L’impact de l’averroïsme sur la formation de l’esprit scientifique moderne mérite également d’être souligné. En affirmant l’éternité et la nécessité des lois naturelles, Averroès contribue à l’émergence d’une conception rationnelle de la nature qui prépare la révolution scientifique. Cette contribution indirecte mais réelle témoigne de la portée historique de ses innovations conceptuelles.
Les enjeux contemporains de l’éternité cosmique
La doctrine averroïste de l’éternité du monde trouve des échos inattendus dans les développements de la cosmologie contemporaine. Les théories de l’univers stationnaire, cyclique ou multidimensionnel posent à nouveau la question de l’origine temporelle du cosmos et de sa relation à une causalité transcendante. Cette réactualisation révèle la pertinence durable des intuitions averroïstes.
Le débat entre créationnistes et évolutionnistes reproduit partiellement les tensions médiévales entre foi et raison. Comme Averroès face aux théologiens de son époque, les scientifiques contemporains doivent défendre l’autonomie de leur démarche contre les pressions exercées par les autorités religieuses. Cette permanence des enjeux souligne l’actualité des stratégies argumentatives développées par le philosophe cordouan.
La question de l’intelligent design illustre cette continuité problématique. Les partisans du dessein intelligent reprennent des arguments théologiques qui rappellent ceux qu’Averroès combattait déjà au XIIe siècle. Sa critique de la finalité anthropocentrique conserve sa pertinence face aux tentatives contemporaines de réintroduire la Providence dans l’explication scientifique.
L’épistémologie averroïste éclaire également les débats actuels sur les rapports entre science et religion. Sa théorie des niveaux de vérité préfigure les tentatives contemporaines de délimiter les domaines respectifs de l’explication scientifique et de l’expérience religieuse. Cette délimitation permet d’éviter les conflits stériles tout en préservant la légitimité de chaque démarche.
La pensée écologique contemporaine trouve également des ressources dans l’éternalisme averroïste.
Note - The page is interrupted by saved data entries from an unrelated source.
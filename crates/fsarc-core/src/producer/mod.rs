//! Orchestrates one save run end to end: `savefs` (one or more mounted
//! block devices) and `savedir` (a flat set of directory trees) both build
//! on the same pipeline — a main header, then per-source headers and a
//! tree walk, with the compression worker pool and the framed writer each
//! running on their own thread while the walk itself runs on the caller's.
//! One compression thread pool and one writer thread are shared across the
//! whole run; a fresh hardlink map and small-file coalescer are kept per
//! top-level source.

pub mod object;
pub mod walk;

use std::fs;
use std::os::unix::fs::MetadataExt;
use std::path::{Path, PathBuf};
use std::sync::Arc;
use std::thread;
use std::time::{SystemTime, UNIX_EPOCH};

use fsarc_attr::AttributeRecord;
use fsarc_codec::{algo_for, preset_for_level, EncryptAlgo, EncryptionAlgo};
use fsarc_dtyp::{ArchiveId, ArchiveType, FsId, Section, DEFAULT_QUEUE_BLOCKS, MAX_SMALL_COUNT, PER_FILE_FIXED_COST, SMALL_FILE_THRESHOLD};
use fsarc_fs::{Adapter, MountFlags, Registry};
use fsarc_queue::{Coalescer, HardlinkMap, ItemQueue, QueueItem};
use fsarc_wire::{FramedWriter, Magic};

use crate::config::SaveOptions;
use crate::context::Context;
use crate::error::{Error, Result};
use crate::keys;
use crate::mainhead::{self, MainHeadInfo};
use crate::producer::walk::{walk_directory, WalkCtx};
use crate::stats::Stats;
use crate::worker::{spawn_workers, WorkerMode};

/// The shared half of a run: the queue, the worker pool and writer thread
/// already spawned, the main header already enqueued. Built once per run by
/// [`SaveRun::start`] and torn down by [`SaveRun::finish`].
struct SaveRun {
    queue: Arc<ItemQueue>,
    stats: Stats,
    worker_handles: Vec<thread::JoinHandle<()>>,
    writer_handle: thread::JoinHandle<Result<()>>,
    ctx: Context,
}

impl SaveRun {
    fn start(
        archive_path: &Path,
        options: &SaveOptions,
        ctx: &Context,
        archive_type: ArchiveType,
        fs_count: Option<u64>,
    ) -> Result<(Self, usize)> {
        options.validate()?;
        let preset = preset_for_level(options.compression_level)?;
        let writer = FramedWriter::create(archive_path, ctx.archive_id(), options.split_size, options.overwrite)?;
        let queue = Arc::new(ItemQueue::new(DEFAULT_QUEUE_BLOCKS));

        let encrypt_algo = if options.password.is_some() {
            EncryptAlgo::Blowfish
        } else {
            EncryptAlgo::None
        };
        let encrypt_for_workers: Option<Box<dyn EncryptionAlgo>> = match &options.password {
            Some(pass) => Some(algo_for(encrypt_algo, pass.as_bytes())?),
            None => None,
        };

        let creation_time = SystemTime::now().duration_since(UNIX_EPOCH).unwrap_or_default().as_secs();
        let main_info = MainHeadInfo {
            archive_id: ctx.archive_id(),
            creation_time,
            label: options.label.clone(),
            archive_type,
            compress_algo: preset.algo,
            compress_level: preset.algo_level as u32,
            encrypt_algo,
            fsa_comp_level: options.compression_level as u32,
            fs_count,
        };
        let main_header = mainhead::build_main_header(&main_info, options.password.as_deref())?;
        queue.enqueue_header(main_header, Magic::MainHeader, FsId::NULL);

        let worker_handles = spawn_workers(
            options.worker_count,
            Arc::clone(&queue),
            WorkerMode::Compress {
                algo: preset.algo,
                level: preset.algo_level,
            },
            encrypt_for_workers,
            ctx.clone(),
        );
        let writer_handle = spawn_writer_thread(Arc::clone(&queue), writer, ctx.clone());

        let run = Self {
            queue,
            stats: Stats::new(),
            worker_handles,
            writer_handle,
            ctx: ctx.clone(),
        };
        Ok((run, preset.preferred_block_size))
    }

    /// Signals end-of-queue, joins the worker pool and the writer thread,
    /// and surfaces whichever of the walk's own result or the writer's
    /// result failed first. A failed walk aborts the run so the writer
    /// thread deletes its volumes instead of finishing a truncated archive.
    fn finish(self, walk_result: Result<()>) -> Result<Stats> {
        if walk_result.is_err() {
            self.ctx.abort();
        }
        self.queue.set_end_of_queue(true);
        for handle in self.worker_handles {
            let _ = handle.join();
        }
        let writer_result = self
            .writer_handle
            .join()
            .unwrap_or_else(|_| Err(Error::Fs("writer thread panicked".into())));

        walk_result?;
        writer_result?;
        Ok(self.stats)
    }
}

/// The single I/O thread: drains the queue in enqueue order, turning
/// headers into `append_header` calls and blocks into `append_block` calls
/// (after rebuilding the `BlKh` header from the block's fields), until the
/// queue reports end-of-queue.
fn spawn_writer_thread(queue: Arc<ItemQueue>, mut writer: FramedWriter, ctx: Context) -> thread::JoinHandle<Result<()>> {
    thread::Builder::new()
        .name("fsarc-writer".into())
        .spawn(move || -> Result<()> {
            loop {
                match queue.dequeue_first() {
                    Ok(entry) => match entry.item {
                        QueueItem::Header { attrs, magic, fs_id } => {
                            writer.append_header(magic, fs_id, &attrs)?;
                        }
                        QueueItem::Block(block) => {
                            let blockhead = build_blockhead_attrs(&block)?;
                            writer.append_block(block.fs_id, &blockhead, &block.archive_bytes)?;
                        }
                    },
                    Err(fsarc_dtyp::Error::EndOfQueue) => break,
                    Err(e) => return Err(Error::Core(e)),
                }
            }
            if ctx.is_aborted() {
                writer.delete_created_volumes()?;
            } else {
                writer.finish()?;
            }
            Ok(())
        })
        .expect("failed to spawn writer thread")
}

fn build_blockhead_attrs(block: &fsarc_queue::BlockInfo) -> Result<AttributeRecord> {
    let mut d = AttributeRecord::new();
    d.add_u64(Section::StdAttr, keys::blockhead::REAL_SIZE, block.real_size)?;
    d.add_u64(Section::StdAttr, keys::blockhead::BLOCK_OFFSET, block.offset)?;
    d.add_u32(Section::StdAttr, keys::blockhead::COMPRESS_ALGO, block.compress_algo as u32)?;
    d.add_u32(Section::StdAttr, keys::blockhead::ENCRYPT_ALGO, block.encrypt_algo as u32)?;
    d.add_u64(Section::StdAttr, keys::blockhead::ARCHIVE_SIZE, block.archive_size())?;
    d.add_u32(Section::StdAttr, keys::blockhead::ARCHIVE_CHECKSUM, block.archive_checksum)?;
    Ok(d)
}

/// Archives one or more whole filesystems: mounts each device read-only,
/// emits its `FsIn`/`FsYs` pair, walks it, emits `DaEn`, and unmounts in
/// reverse order whether the run succeeded or not.
pub fn save_filesystems(
    archive_path: impl AsRef<Path>,
    devices: &[PathBuf],
    options: &SaveOptions,
    registry: &Registry,
    ctx: &Context,
) -> Result<Stats> {
    let (run, block_size) = SaveRun::start(archive_path.as_ref(), options, ctx, ArchiveType::Filesystems, Some(devices.len() as u64))?;

    let mut mounted: Vec<(PathBuf, PathBuf, &dyn Adapter)> = Vec::new();
    let walk_result = (|| -> Result<()> {
        for (idx, devpath) in devices.iter().enumerate() {
            if ctx.is_aborted() {
                return Err(Error::Aborted);
            }

            let adapter = registry
                .probe(devpath)
                .ok_or_else(|| Error::Fs(format!("no filesystem recognized on {}", devpath.display())))?;
            if !adapter.capabilities().stable && !options.experimental_fs {
                return Err(Error::NoAdapter(adapter.family()));
            }

            let mountpoint = scratch_mountpoint(ctx.archive_id(), idx);
            fs::create_dir_all(&mountpoint).map_err(Error::Io)?;
            let flags = MountFlags {
                read_write: false,
                allow_mounted_rw: options.allow_mounted_rw,
                relax_mount_opt_checks: options.relax_mount_opt_checks,
            };
            adapter.mount(devpath, &mountpoint, &AttributeRecord::new(), flags)?;
            mounted.push((devpath.clone(), mountpoint.clone(), adapter));

            let mut fsinfo = AttributeRecord::new();
            fsinfo.add_string(Section::StdAttr, keys::fsinfo::FILESYSTEM, adapter.family().as_str())?;
            fsinfo.add_string(Section::StdAttr, keys::fsinfo::MOUNT_PATH, mountpoint.to_string_lossy())?;
            fsinfo.add_string(Section::StdAttr, keys::fsinfo::ORIG_DEVICE, devpath.to_string_lossy())?;
            adapter.getinfo(&mut fsinfo, devpath)?;
            let total_cost = estimate_cost(&mountpoint);
            fsinfo.add_u64(Section::StdAttr, keys::fsinfo::TOTAL_COST, total_cost)?;

            let fs_id = FsId::from(idx as u16);
            run.queue.enqueue_header(fsinfo, Magic::FsInfo, FsId::NULL);
            run.queue.enqueue_header(AttributeRecord::new(), Magic::FsBegin, fs_id);

            let dev_filter = fs::metadata(&mountpoint).map(|m| m.dev()).ok();
            let mut hardlinks = HardlinkMap::new();
            let mut coalescer = Coalescer::new(MAX_SMALL_COUNT, SMALL_FILE_THRESHOLD as usize);
            let mut walk_ctx = WalkCtx::new(
                &run.queue,
                &run.stats,
                &mut hardlinks,
                &mut coalescer,
                fs_id,
                block_size,
                options,
                ctx,
                adapter.capabilities().winattr,
            );
            walk_directory(&mountpoint, "", dev_filter, &mut walk_ctx)?;
            coalescer.flush(&run.queue, fs_id);
            run.queue.enqueue_header(AttributeRecord::new(), Magic::DataEnd, fs_id);
        }
        Ok(())
    })();

    for (devpath, mountpoint, adapter) in mounted.into_iter().rev() {
        if let Err(e) = adapter.umount(&devpath, &mountpoint) {
            log::error!("failed to unmount {}: {e}", mountpoint.display());
        }
        let _ = fs::remove_dir(&mountpoint);
    }

    run.finish(walk_result)
}

/// Archives a flat set of directory trees. Paths are stored in the archive
/// exactly as given (made absolute first if relative) rather than
/// stripping each tree to its own basename.
pub fn save_directories(archive_path: impl AsRef<Path>, dirs: &[PathBuf], options: &SaveOptions, ctx: &Context) -> Result<Stats> {
    let (run, block_size) = SaveRun::start(archive_path.as_ref(), options, ctx, ArchiveType::Directories, None)?;

    let walk_result = (|| -> Result<()> {
        let total_cost: u64 = dirs.iter().map(|d| estimate_cost(d)).sum();
        let mut dirsinfo = AttributeRecord::new();
        dirsinfo.add_u64(Section::StdAttr, keys::dirsinfo::TOTAL_COST, total_cost)?;
        run.queue.enqueue_header(dirsinfo, Magic::DirsInfo, FsId::NULL);

        for dir in dirs {
            if ctx.is_aborted() {
                return Err(Error::Aborted);
            }

            let abs = if dir.is_absolute() {
                dir.clone()
            } else {
                std::env::current_dir().map_err(Error::Io)?.join(dir)
            };
            let rel = abs.to_string_lossy().into_owned();

            let mut hardlinks = HardlinkMap::new();
            let mut coalescer = Coalescer::new(MAX_SMALL_COUNT, SMALL_FILE_THRESHOLD as usize);
            let mut walk_ctx = WalkCtx::new(
                &run.queue,
                &run.stats,
                &mut hardlinks,
                &mut coalescer,
                FsId::NULL,
                block_size,
                options,
                ctx,
                false,
            );
            walk_directory(Path::new("/"), &rel, None, &mut walk_ctx)?;
            coalescer.flush(&run.queue, FsId::NULL);
        }

        run.queue.enqueue_header(AttributeRecord::new(), Magic::DataEnd, FsId::NULL);
        Ok(())
    })();

    run.finish(walk_result)
}

fn scratch_mountpoint(archive_id: ArchiveId, idx: usize) -> PathBuf {
    std::env::temp_dir().join(format!("fsarc-mnt-{archive_id}-{idx}"))
}

/// A recursive pre-pass over the tree, computed before the real walk so a
/// progress bar has a denominator before the first block is written:
/// spec.md §4.8b's `sum(PER_FILE_FIXED_COST + file_size)` over every
/// object, directories included. Crosses mountpoints freely, unlike the
/// walk itself, which is an acceptable overestimate for a progress hint.
fn estimate_cost(path: &Path) -> u64 {
    let mut cost = match fs::symlink_metadata(path) {
        Ok(meta) => PER_FILE_FIXED_COST + meta.size(),
        Err(_) => PER_FILE_FIXED_COST,
    };
    let Ok(entries) = fs::read_dir(path) else {
        return cost;
    };
    for entry in entries.flatten() {
        let entry_path = entry.path();
        match fs::symlink_metadata(&entry_path) {
            Ok(meta) if meta.is_dir() => cost += estimate_cost(&entry_path),
            Ok(meta) => cost += PER_FILE_FIXED_COST + meta.size(),
            Err(_) => {}
        }
    }
    cost
}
La vision d’un cosmos éternel et autorégulé peut nourrir une conscience environnementale qui respecte les équilibres naturels plutôt que de les soumettre à l’arbitraire humain. Cette dimension écologique de l’héritage averroïste mérite d’être explorée face aux défis environnementaux actuels.
Les débats bioéthiques actuels retrouvent certaines interrogations averroïstes sur les rapports entre nécessité naturelle et liberté humaine. Comment articuler les déterminismes biologiques et la responsabilité morale ? Cette question que posait déjà l’éternalisme médiéval acquiert une acuité nouvelle avec les progrès de la génétique et des neurosciences. Les stratégies conceptuelles développées par Averroès conservent leur pertinence pour penser ces articulations délicates.
La mondialisation contemporaine pose enfin la question du dialogue interculturel dans des termes qui rappellent les préoccupations averroïstes. Comment concilier l’universalité de la vérité rationnelle avec la diversité des traditions culturelles et religieuses ? L’exemple d’Averroès, philosophe musulman nourri de culture grecque et influençant la pensée chrétienne, offre un modèle de créativité interculturelle qui conserve toute sa valeur inspiratrice.
Ces résonances contemporaines ne doivent pas masquer les différences contextuelles qui séparent notre époque de celle d’Averroès. Elles révèlent cependant la fécondité d’une pensée qui a su poser des questions fondamentales et développer des stratégies argumentatives dont la portée dépasse leur contexte d’origine. Cette universalité relative de l’interrogation philosophique constitue peut-être l’héritage le plus précieux du grand Commentateur pour notre époque en quête de repères rationnels face aux défis de la modernité.